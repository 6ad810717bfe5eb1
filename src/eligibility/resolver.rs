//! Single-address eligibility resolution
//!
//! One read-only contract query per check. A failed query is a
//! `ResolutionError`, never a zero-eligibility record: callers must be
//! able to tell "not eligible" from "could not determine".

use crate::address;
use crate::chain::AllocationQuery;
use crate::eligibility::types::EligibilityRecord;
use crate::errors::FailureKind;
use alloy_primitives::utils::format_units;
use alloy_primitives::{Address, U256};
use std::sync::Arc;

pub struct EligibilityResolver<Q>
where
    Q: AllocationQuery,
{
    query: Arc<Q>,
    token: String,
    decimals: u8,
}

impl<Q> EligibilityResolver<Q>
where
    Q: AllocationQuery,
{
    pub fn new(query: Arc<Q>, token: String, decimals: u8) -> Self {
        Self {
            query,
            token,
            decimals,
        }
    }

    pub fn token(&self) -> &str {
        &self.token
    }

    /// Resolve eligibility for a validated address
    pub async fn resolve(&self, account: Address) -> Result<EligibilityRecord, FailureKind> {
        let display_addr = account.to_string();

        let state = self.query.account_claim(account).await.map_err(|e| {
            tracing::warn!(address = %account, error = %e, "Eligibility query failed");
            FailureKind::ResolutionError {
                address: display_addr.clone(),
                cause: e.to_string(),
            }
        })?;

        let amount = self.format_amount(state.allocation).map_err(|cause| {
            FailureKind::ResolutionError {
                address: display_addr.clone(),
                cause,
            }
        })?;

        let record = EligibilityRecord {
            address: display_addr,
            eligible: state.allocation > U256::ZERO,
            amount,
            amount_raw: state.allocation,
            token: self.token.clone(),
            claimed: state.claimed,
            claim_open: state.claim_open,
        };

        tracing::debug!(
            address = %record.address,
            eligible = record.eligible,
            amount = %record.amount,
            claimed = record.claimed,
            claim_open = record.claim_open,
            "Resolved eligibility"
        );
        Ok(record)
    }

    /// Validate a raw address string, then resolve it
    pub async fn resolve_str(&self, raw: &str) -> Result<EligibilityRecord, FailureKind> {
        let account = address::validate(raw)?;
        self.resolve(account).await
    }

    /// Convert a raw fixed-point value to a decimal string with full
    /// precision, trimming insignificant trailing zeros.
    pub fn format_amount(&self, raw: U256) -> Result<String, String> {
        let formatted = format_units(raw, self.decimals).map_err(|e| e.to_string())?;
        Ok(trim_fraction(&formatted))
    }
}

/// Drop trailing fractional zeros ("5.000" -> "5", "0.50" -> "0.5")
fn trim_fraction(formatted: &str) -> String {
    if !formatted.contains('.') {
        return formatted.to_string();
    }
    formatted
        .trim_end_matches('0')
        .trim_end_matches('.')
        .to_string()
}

> Activity:
Retype exactly the lines of the data above, starting at its first line and finishing with the line that has "able to tell" in it.

> Answer to this exercise:
repository 6ad810717bfe5eb1
filename src/eligibility/resolver.rs
//! Single-address eligibility resolution
//!
//! One read-only contract query per check. A failed query is a
//! `ResolutionError`, never a zero-eligibility record: callers must be
//! able to tell "not eligible" from "could not determine".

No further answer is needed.